In the sagittal plane at loading response and in the coronal plane at initial contact (as there was approximately zero moment on the operated side), the unoperated knee had significantly greater moments. Apart from these two instances, both sides had no significant difference. The similar moments across gait between the operated and normal sides were reported by Deluzio et al. who noted a return to normal moments postoperatively.21
Limitations of the study
The lack of preoperative data was a major limitation. Measurement of ground reaction forces would help to correlate the other findings. Using a control group of participants with normal knees to obtain two-sided ‘normal’ gait for comparison would support the results of the study. Finally, a larger scale research project in this area can be carried out in future.
Conclusions
Despite the comparison being inconclusive in determining which design provided the closest approximation to ‘normal’ gait, it did provide useful information regarding the differences between the individual knee replacements and ‘normal’ gait.

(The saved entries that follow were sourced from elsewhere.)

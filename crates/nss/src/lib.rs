//! NSS module resolving Kubernetes service names from the
//! `<NAME>_SERVICE_HOST` / `<NAME>_SERVICE_PORT` variables kubelet injects
//! into every container.
//!
//! Install the library as `libnss_kubernetes.so.2` and add `kubernetes` to
//! the `hosts:` and `services:` lines of `/etc/nsswitch.conf`.
pub mod bootstrap;
pub mod dispatcher;
pub mod ffi;

pub use dispatcher::Dispatcher;
use libc::c_char;
use nss_kubernetes_domain::DomainError;
use smallvec::SmallVec;
use std::marker::PhantomData;
use std::mem::{align_of, size_of};
use std::ptr;
use tracing::trace;

pub const POINTER_WIDTH: usize = size_of::<*mut c_char>();

/// Rounds `size` up to the next multiple of the pointer width.
pub const fn align_up(size: usize) -> usize {
    (size + POINTER_WIDTH - 1) & !(POINTER_WIDTH - 1)
}

/// Bytes to skip at `ptr` before the first pointer-aligned address.
fn leading_padding(ptr: *const u8) -> usize {
    match ptr as usize % POINTER_WIDTH {
        0 => 0,
        misalignment => POINTER_WIDTH - misalignment,
    }
}

#[derive(Debug, Clone, Copy, PartialEq, Eq)]
pub enum Segment {
    /// NUL-terminated string; the length excludes the terminator.
    CStr(usize),
    /// Raw bytes, e.g. an address in network order.
    Bytes(usize),
    /// `n` pointers followed by a null sentinel.
    PointerArray(usize),
    /// One C struct.
    Struct { size: usize, align: usize },
}

impl Segment {
    pub fn of<T>() -> Self {
        Segment::Struct {
            size: size_of::<T>(),
            align: align_of::<T>(),
        }
    }

    pub fn size(&self) -> usize {
        match *self {
            Segment::CStr(len) => len + 1,
            Segment::Bytes(len) => len,
            Segment::PointerArray(entries) => (entries + 1) * POINTER_WIDTH,
            Segment::Struct { size, .. } => size,
        }
    }

    pub fn aligned_size(&self) -> usize {
        align_up(self.size())
    }
}

/// Ordered list of the segments a record will occupy.
#[derive(Debug, Clone, Default)]
pub struct LayoutPlan {
    segments: SmallVec<[Segment; 6]>,
}

impl LayoutPlan {
    pub fn new() -> Self {
        Self::default()
    }

    pub fn segment(mut self, segment: Segment) -> Self {
        self.segments.push(segment);
        self
    }

    pub fn segments<I>(mut self, segments: I) -> Self
    where
        I: IntoIterator<Item = Segment>,
    {
        self.segments.extend(segments);
        self
    }

    /// Bytes a pointer-aligned buffer needs to hold the whole record.
    pub fn required_size(&self) -> usize {
        self.segments.iter().map(Segment::aligned_size).sum()
    }

    /// Bytes `buffer` needs, counting the padding that aligns its start.
    pub fn required_for(&self, buffer: &[u8]) -> usize {
        leading_padding(buffer.as_ptr()) + self.required_size()
    }
}

/// Writes the segments of a [`LayoutPlan`] back to back into a buffer and
/// hands out pointers to them, so later segments (pointer arrays, the
/// record struct) can refer to earlier ones.
///
/// Writing a segment that is not the next planned one, overrunning the
/// planned end, or finishing anywhere but exactly on it are bugs in the
/// caller and panic.
pub struct RecordLayoutWriter<'buf> {
    base: *mut u8,
    segments: SmallVec<[Segment; 6]>,
    next: usize,
    cursor: usize,
    end: usize,
    _buffer: PhantomData<&'buf mut [u8]>,
}

impl<'buf> RecordLayoutWriter<'buf> {
    /// Fails with [`DomainError::BufferTooSmall`], leaving `buffer`
    /// untouched, when the planned record does not fit.
    pub fn new(buffer: &'buf mut [u8], plan: LayoutPlan) -> Result<Self, DomainError> {
        let start = leading_padding(buffer.as_ptr());
        let end = start + plan.required_size();

        if buffer.len() < end {
            return Err(DomainError::BufferTooSmall {
                required: end,
                available: buffer.len(),
            });
        }

        Ok(Self {
            base: buffer.as_mut_ptr(),
            segments: plan.segments,
            next: 0,
            cursor: start,
            end,
            _buffer: PhantomData,
        })
    }

    fn claim(&mut self, segment: Segment) -> *mut u8 {
        assert_eq!(
            self.segments.get(self.next),
            Some(&segment),
            "record layout: segment {} does not match the plan",
            self.next
        );

        let aligned = segment.aligned_size();
        assert!(
            self.cursor + aligned <= self.end,
            "record layout: segment {} overruns the computed end",
            self.next
        );

        // SAFETY: cursor + aligned <= end <= buffer length (checked in new()).
        let start = unsafe { self.base.add(self.cursor) };
        // Zeroing the whole span covers terminators, sentinels and padding.
        // SAFETY: same span as above.
        unsafe { ptr::write_bytes(start, 0, aligned) };

        self.next += 1;
        self.cursor += aligned;
        start
    }

    pub fn write_c_str(&mut self, value: &str) -> *mut c_char {
        let start = self.claim(Segment::CStr(value.len()));
        // SAFETY: claim() reserved value.len() + 1 bytes; the terminator is
        // already zero.
        unsafe { ptr::copy_nonoverlapping(value.as_ptr(), start, value.len()) };
        start.cast()
    }

    pub fn write_bytes(&mut self, bytes: &[u8]) -> *mut c_char {
        let start = self.claim(Segment::Bytes(bytes.len()));
        // SAFETY: claim() reserved bytes.len() bytes.
        unsafe { ptr::copy_nonoverlapping(bytes.as_ptr(), start, bytes.len()) };
        start.cast()
    }

    /// Writes `entries` plus the terminating null pointer.
    pub fn write_pointer_array(&mut self, entries: &[*mut c_char]) -> *mut *mut c_char {
        let slots = self
            .claim(Segment::PointerArray(entries.len()))
            .cast::<*mut c_char>();

        for (i, entry) in entries.iter().enumerate() {
            // SAFETY: claim() reserved entries.len() + 1 pointer-aligned slots.
            unsafe { slots.add(i).write(*entry) };
        }
        // SAFETY: the sentinel is the last reserved slot.
        unsafe { slots.add(entries.len()).write(ptr::null_mut()) };

        slots
    }

    pub fn write_struct<T: Copy>(&mut self, value: T) -> *mut T {
        assert!(
            align_of::<T>() <= POINTER_WIDTH,
            "record layout: struct alignment exceeds pointer width"
        );

        let slot = self.claim(Segment::of::<T>()).cast::<T>();
        // SAFETY: claim() reserved size_of::<T>() bytes at a pointer-aligned
        // offset, which satisfies align_of::<T>().
        unsafe { slot.write(value) };
        slot
    }

    /// Checks the record was written exactly as planned and returns the
    /// number of buffer bytes it occupies.
    pub fn finish(self) -> usize {
        assert_eq!(
            self.next,
            self.segments.len(),
            "record layout: planned segments left unwritten"
        );
        assert_eq!(
            self.cursor, self.end,
            "record layout: cursor does not land on the computed end"
        );

        trace!(bytes = self.end, segments = self.next, "Record layout written");
        self.end
    }
}
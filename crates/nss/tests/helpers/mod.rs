#![allow(dead_code)]

use libc::{hostent, servent};
use nss_kubernetes_application::ports::EnvironmentReader;
use std::collections::HashMap;
use std::ptr;

/// Fixed set of variables standing in for the process environment.
#[derive(Default)]
pub struct StaticEnvironment {
    vars: HashMap<String, String>,
}

impl StaticEnvironment {
    pub fn with_vars(vars: &[(&str, &str)]) -> Self {
        Self {
            vars: vars
                .iter()
                .map(|(key, value)| (key.to_string(), value.to_string()))
                .collect(),
        }
    }
}

impl EnvironmentReader for StaticEnvironment {
    fn read(&self, key: &str) -> Option<String> {
        self.vars.get(key).cloned()
    }
}

pub fn empty_hostent() -> hostent {
    hostent {
        h_name: ptr::null_mut(),
        h_aliases: ptr::null_mut(),
        h_addrtype: 0,
        h_length: 0,
        h_addr_list: ptr::null_mut(),
    }
}

pub fn empty_servent() -> servent {
    servent {
        s_name: ptr::null_mut(),
        s_aliases: ptr::null_mut(),
        s_port: 0,
        s_proto: ptr::null_mut(),
    }
}
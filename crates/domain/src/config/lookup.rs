use serde::{Deserialize, Serialize};

#[derive(Debug, Clone, Deserialize, Serialize)]
pub struct LookupConfig {
    /// TTL in seconds reported through `ttlp`.
    #[serde(default)]
    pub ttl: i32,
}

impl Default for LookupConfig {
    fn default() -> Self {
        Self { ttl: 0 }
    }
}
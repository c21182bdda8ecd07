use nss_kubernetes_domain::{DomainError, HostErrno, NssStatus};

#[test]
fn test_absent_data_is_not_found() {
    let errors = [
        DomainError::DottedName("oh.marmalade".to_string()),
        DomainError::VariableNotSet("OH_MARMALADE_SERVICE_HOST".to_string()),
        DomainError::InvalidName("\u{fffd}".to_string()),
        DomainError::ReverseLookupUnsupported,
        DomainError::PortLookupUnsupported,
    ];

    for error in errors {
        assert_eq!(error.status(), NssStatus::NotFound, "{error}");
        assert_eq!(error.host_errno(), HostErrno::HostNotFound, "{error}");
    }
}

#[test]
fn test_malformed_values_are_unavailable() {
    let errors = [
        DomainError::InvalidAddress("!!!!!!".to_string()),
        DomainError::InvalidPort("0".to_string()),
        DomainError::UnsupportedProtocol("udp".to_string()),
        DomainError::AllocationFailed,
    ];

    for error in errors {
        assert_eq!(error.status(), NssStatus::Unavail, "{error}");
        assert_eq!(error.host_errno(), HostErrno::NoRecovery, "{error}");
        assert!(!error.is_retryable());
    }
}

#[test]
fn test_unsupported_family_reports_no_data() {
    let error = DomainError::UnsupportedFamily(1);

    assert_eq!(error.status(), NssStatus::Unavail);
    assert_eq!(error.host_errno(), HostErrno::NoData);
}

#[test]
fn test_buffer_too_small_is_retryable() {
    let error = DomainError::BufferTooSmall {
        required: 48,
        available: 47,
    };

    assert_eq!(error.status(), NssStatus::TryAgain);
    assert_eq!(error.host_errno(), HostErrno::NetdbInternal);
    assert!(error.is_retryable());
}

#[test]
fn test_status_values_match_nss_h() {
    assert_eq!(NssStatus::TryAgain as i32, -2);
    assert_eq!(NssStatus::Unavail as i32, -1);
    assert_eq!(NssStatus::NotFound as i32, 0);
    assert_eq!(NssStatus::Success as i32, 1);
}

#[test]
fn test_carrying_copies_the_value_into_the_variant() {
    assert_eq!(
        DomainError::carrying(DomainError::DottedName, "oh.marmalade"),
        DomainError::DottedName("oh.marmalade".to_string())
    );
    assert_eq!(
        DomainError::carrying(DomainError::InvalidPort, "0"),
        DomainError::InvalidPort("0".to_string())
    );
}
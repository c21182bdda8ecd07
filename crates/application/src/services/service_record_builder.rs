use nss_kubernetes_domain::fallible::try_owned;
use nss_kubernetes_domain::{DomainError, ResolvedPort, ServiceRecord};

pub struct ServiceRecordBuilder;

impl ServiceRecordBuilder {
    pub fn build(name: &str, port: ResolvedPort) -> Result<ServiceRecord, DomainError> {
        Ok(ServiceRecord {
            name: try_owned(name)?,
            aliases: Vec::new(),
            port: port.port(),
            protocol: port.protocol(),
        })
    }
}
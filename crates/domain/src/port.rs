use std::fmt;
use std::num::NonZeroU16;

use crate::errors::DomainError;

/// Transport protocol of a service record. Only TCP is published through
/// the service environment variables.
#[derive(Debug, Clone, Copy, PartialEq, Eq, Default)]
pub enum Protocol {
    #[default]
    Tcp,
}

impl Protocol {
    /// A missing protocol means TCP; anything but an exact `tcp` is refused.
    pub fn parse(protocol: Option<&str>) -> Result<Self, DomainError> {
        match protocol {
            None | Some("tcp") => Ok(Protocol::Tcp),
            Some(other) => Err(DomainError::carrying(DomainError::UnsupportedProtocol, other)),
        }
    }

    pub fn as_str(&self) -> &'static str {
        match self {
            Protocol::Tcp => "tcp",
        }
    }
}

impl fmt::Display for Protocol {
    fn fmt(&self, f: &mut fmt::Formatter<'_>) -> fmt::Result {
        f.write_str(self.as_str())
    }
}

#[derive(Debug, Clone, Copy, PartialEq, Eq)]
pub struct ResolvedPort {
    port: NonZeroU16,
    protocol: Protocol,
}

impl ResolvedPort {
    /// Parses a decimal port in `1..=65535`. The whole string must be
    /// digits: no sign, no whitespace, no trailing characters.
    pub fn parse(raw: &str, protocol: Protocol) -> Result<Self, DomainError> {
        let invalid = || DomainError::carrying(DomainError::InvalidPort, raw);

        if raw.is_empty() || !raw.bytes().all(|b| b.is_ascii_digit()) {
            return Err(invalid());
        }

        let value: u16 = raw.parse().map_err(|_| invalid())?;
        let port = NonZeroU16::new(value).ok_or_else(invalid)?;

        Ok(Self { port, protocol })
    }

    pub fn port(&self) -> u16 {
        self.port.get()
    }

    pub fn protocol(&self) -> Protocol {
        self.protocol
    }
}

impl fmt::Display for ResolvedPort {
    fn fmt(&self, f: &mut fmt::Formatter<'_>) -> fmt::Result {
        write!(f, "{}/{}", self.port, self.protocol)
    }
}
use serde::{Deserialize, Serialize};

#[derive(Debug, Clone, Deserialize, Serialize)]
pub struct LoggingConfig {
    /// `off` keeps the module silent inside host processes; any other level
    /// (`error` .. `trace`) turns on stderr output at that level.
    #[serde(default = "default_log_level")]
    pub level: String,
}

impl Default for LoggingConfig {
    fn default() -> Self {
        Self {
            level: default_log_level(),
        }
    }
}

impl LoggingConfig {
    pub fn is_enabled(&self) -> bool {
        !self.level.eq_ignore_ascii_case("off")
    }
}

fn default_log_level() -> String {
    "off".to_string()
}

This information can be used to improve the design of the prosthesis and to develop better rehabilitation programmes, which would lead to better functioning of the knee. Although parameters differed slightly between the groups, neither group was consistently more significantly different from normal. If this study was to be repeated with a larger sample size and possibly using a cohort of ‘normal’ participants as a control, more consistent differences might be identified and thus might be able to conclude ‘which is closer to normal’.